**Exercise aim:** Select from the data all lines with the word "TooShort".

(Records from a dataset)
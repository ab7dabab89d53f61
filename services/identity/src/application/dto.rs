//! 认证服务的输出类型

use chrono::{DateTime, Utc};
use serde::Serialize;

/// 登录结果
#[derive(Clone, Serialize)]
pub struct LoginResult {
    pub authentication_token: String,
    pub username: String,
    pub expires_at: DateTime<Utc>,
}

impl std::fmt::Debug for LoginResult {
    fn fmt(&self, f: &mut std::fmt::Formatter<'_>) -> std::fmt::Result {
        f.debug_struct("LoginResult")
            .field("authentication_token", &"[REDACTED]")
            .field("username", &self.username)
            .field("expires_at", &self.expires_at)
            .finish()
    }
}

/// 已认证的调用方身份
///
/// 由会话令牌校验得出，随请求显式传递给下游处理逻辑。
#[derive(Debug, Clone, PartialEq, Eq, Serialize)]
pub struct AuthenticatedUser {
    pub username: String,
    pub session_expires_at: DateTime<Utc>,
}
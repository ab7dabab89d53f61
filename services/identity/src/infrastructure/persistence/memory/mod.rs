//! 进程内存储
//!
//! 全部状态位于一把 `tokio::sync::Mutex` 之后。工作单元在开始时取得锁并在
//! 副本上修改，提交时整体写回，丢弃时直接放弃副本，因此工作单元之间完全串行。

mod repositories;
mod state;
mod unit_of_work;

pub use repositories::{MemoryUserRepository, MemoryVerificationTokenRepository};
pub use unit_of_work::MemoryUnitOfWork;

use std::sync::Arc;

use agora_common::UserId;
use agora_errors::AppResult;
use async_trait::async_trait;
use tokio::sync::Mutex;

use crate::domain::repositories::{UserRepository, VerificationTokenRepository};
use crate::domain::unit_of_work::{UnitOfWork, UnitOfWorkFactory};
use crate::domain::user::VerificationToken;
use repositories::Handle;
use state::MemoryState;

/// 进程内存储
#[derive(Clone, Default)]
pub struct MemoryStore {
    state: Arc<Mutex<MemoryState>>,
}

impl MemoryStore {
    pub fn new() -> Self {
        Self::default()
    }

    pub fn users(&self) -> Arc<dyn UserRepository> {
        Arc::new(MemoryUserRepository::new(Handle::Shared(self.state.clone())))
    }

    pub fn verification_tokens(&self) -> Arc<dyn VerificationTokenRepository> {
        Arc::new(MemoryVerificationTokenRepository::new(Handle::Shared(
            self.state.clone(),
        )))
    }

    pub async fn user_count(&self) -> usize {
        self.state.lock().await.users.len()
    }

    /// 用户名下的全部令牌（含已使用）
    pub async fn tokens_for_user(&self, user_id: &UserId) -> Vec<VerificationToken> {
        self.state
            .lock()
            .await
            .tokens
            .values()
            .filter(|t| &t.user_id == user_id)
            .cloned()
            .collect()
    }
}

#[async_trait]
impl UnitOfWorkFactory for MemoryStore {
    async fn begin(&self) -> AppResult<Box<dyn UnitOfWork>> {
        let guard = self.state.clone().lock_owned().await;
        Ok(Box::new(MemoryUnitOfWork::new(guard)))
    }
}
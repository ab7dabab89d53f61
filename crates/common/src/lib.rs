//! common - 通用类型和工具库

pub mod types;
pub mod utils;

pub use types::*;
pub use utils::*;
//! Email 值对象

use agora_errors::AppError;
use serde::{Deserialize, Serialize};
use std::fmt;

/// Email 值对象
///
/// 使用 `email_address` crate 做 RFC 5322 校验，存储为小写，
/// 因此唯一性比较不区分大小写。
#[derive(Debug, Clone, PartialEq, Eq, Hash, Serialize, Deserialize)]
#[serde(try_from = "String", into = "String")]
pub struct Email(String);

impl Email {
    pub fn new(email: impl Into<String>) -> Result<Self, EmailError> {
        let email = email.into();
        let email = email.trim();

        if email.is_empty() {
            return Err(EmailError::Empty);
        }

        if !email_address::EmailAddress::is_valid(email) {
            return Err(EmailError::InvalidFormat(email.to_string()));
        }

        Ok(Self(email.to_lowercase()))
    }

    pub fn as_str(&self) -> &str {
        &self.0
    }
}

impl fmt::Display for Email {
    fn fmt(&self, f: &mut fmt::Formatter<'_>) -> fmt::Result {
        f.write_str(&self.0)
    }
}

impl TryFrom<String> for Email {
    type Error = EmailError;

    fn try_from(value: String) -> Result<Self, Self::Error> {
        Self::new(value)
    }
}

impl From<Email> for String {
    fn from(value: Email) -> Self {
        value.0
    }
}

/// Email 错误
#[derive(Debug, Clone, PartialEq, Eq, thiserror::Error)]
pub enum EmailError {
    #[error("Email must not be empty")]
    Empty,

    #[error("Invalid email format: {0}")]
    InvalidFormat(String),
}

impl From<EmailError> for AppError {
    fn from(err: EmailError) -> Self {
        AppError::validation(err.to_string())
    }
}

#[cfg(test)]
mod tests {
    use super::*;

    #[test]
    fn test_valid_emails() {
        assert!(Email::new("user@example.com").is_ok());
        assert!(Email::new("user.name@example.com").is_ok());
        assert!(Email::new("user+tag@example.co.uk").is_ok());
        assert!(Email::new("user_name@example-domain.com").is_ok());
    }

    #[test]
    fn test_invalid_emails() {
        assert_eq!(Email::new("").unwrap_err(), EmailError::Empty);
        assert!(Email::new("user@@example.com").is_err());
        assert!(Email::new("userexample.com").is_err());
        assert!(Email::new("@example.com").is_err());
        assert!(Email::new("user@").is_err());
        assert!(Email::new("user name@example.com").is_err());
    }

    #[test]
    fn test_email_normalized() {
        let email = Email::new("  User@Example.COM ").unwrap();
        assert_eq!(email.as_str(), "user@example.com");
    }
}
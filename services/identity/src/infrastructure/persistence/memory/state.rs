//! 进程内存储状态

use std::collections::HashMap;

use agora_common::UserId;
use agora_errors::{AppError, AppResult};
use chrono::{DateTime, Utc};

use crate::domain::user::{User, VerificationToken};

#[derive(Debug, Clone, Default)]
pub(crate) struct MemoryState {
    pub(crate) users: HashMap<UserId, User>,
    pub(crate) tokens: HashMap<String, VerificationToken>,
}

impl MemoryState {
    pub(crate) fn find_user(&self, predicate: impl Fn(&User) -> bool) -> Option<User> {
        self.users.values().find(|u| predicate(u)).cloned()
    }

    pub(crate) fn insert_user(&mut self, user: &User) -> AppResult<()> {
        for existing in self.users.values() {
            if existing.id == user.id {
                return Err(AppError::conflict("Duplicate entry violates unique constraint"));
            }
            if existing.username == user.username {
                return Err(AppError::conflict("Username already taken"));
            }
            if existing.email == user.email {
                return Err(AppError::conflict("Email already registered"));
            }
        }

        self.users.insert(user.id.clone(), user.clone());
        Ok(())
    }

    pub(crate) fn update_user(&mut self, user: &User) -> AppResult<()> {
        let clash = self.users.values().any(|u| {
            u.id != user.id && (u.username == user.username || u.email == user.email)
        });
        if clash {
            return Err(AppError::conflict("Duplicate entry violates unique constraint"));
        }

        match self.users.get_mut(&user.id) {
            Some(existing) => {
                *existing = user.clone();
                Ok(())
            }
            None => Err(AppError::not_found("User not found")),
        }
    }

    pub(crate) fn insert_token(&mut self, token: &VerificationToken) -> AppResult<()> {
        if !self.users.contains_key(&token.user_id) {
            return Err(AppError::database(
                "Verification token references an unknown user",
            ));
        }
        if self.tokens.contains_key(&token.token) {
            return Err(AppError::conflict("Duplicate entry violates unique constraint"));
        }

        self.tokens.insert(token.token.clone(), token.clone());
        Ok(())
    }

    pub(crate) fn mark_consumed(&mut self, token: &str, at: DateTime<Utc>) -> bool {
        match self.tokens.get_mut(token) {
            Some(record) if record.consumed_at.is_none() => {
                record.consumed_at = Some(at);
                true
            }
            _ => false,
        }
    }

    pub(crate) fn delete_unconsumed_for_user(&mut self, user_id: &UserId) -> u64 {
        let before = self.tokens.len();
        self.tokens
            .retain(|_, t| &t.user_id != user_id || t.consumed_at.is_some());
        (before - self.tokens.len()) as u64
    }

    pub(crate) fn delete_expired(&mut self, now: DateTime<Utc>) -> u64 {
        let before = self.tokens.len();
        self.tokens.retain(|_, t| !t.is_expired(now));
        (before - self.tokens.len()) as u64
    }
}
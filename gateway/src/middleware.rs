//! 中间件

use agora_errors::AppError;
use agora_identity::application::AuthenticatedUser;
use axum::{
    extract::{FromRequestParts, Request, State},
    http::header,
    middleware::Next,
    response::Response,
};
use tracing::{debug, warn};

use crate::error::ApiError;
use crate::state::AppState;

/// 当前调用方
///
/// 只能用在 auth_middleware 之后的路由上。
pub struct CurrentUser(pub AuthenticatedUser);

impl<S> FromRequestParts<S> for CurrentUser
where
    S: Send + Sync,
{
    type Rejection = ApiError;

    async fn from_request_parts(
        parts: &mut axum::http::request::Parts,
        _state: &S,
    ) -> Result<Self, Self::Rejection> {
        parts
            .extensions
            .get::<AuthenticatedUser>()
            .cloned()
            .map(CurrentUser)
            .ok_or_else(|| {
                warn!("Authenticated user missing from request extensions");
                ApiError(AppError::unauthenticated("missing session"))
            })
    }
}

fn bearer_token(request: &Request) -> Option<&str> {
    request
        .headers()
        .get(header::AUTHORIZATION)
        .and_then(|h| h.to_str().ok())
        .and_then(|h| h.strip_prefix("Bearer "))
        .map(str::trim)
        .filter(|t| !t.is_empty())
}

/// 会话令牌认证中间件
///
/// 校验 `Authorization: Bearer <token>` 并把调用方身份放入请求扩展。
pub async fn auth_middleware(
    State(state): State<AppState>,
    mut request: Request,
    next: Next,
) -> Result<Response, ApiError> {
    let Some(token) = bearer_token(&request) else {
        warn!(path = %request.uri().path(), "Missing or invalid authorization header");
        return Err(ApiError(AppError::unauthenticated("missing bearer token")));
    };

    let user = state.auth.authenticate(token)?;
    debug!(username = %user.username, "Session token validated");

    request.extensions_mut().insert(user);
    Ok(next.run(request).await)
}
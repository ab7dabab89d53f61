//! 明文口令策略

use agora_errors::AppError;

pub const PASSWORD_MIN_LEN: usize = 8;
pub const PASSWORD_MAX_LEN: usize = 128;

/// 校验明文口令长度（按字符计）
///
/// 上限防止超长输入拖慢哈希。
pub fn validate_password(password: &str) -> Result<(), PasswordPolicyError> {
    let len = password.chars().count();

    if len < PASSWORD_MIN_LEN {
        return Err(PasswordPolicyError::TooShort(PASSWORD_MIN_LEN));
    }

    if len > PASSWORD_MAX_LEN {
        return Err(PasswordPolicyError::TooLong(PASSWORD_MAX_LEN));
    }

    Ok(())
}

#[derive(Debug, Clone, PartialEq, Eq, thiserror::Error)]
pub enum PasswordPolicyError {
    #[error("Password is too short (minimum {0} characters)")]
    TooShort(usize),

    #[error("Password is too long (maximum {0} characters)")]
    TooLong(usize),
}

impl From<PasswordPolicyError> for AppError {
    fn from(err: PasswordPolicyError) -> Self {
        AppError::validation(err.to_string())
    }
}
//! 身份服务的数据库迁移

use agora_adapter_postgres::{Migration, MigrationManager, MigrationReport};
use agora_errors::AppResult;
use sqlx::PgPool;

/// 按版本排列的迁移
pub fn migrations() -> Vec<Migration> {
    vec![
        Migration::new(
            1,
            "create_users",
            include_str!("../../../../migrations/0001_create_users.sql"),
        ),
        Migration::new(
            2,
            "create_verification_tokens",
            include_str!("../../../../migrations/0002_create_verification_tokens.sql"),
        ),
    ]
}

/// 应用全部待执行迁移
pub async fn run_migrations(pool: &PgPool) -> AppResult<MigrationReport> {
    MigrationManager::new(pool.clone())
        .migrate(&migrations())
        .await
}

**Your solution:**
        return Err(PasswordPolicyError::TooShort(PASSWORD_MIN_LEN));
    TooShort(usize),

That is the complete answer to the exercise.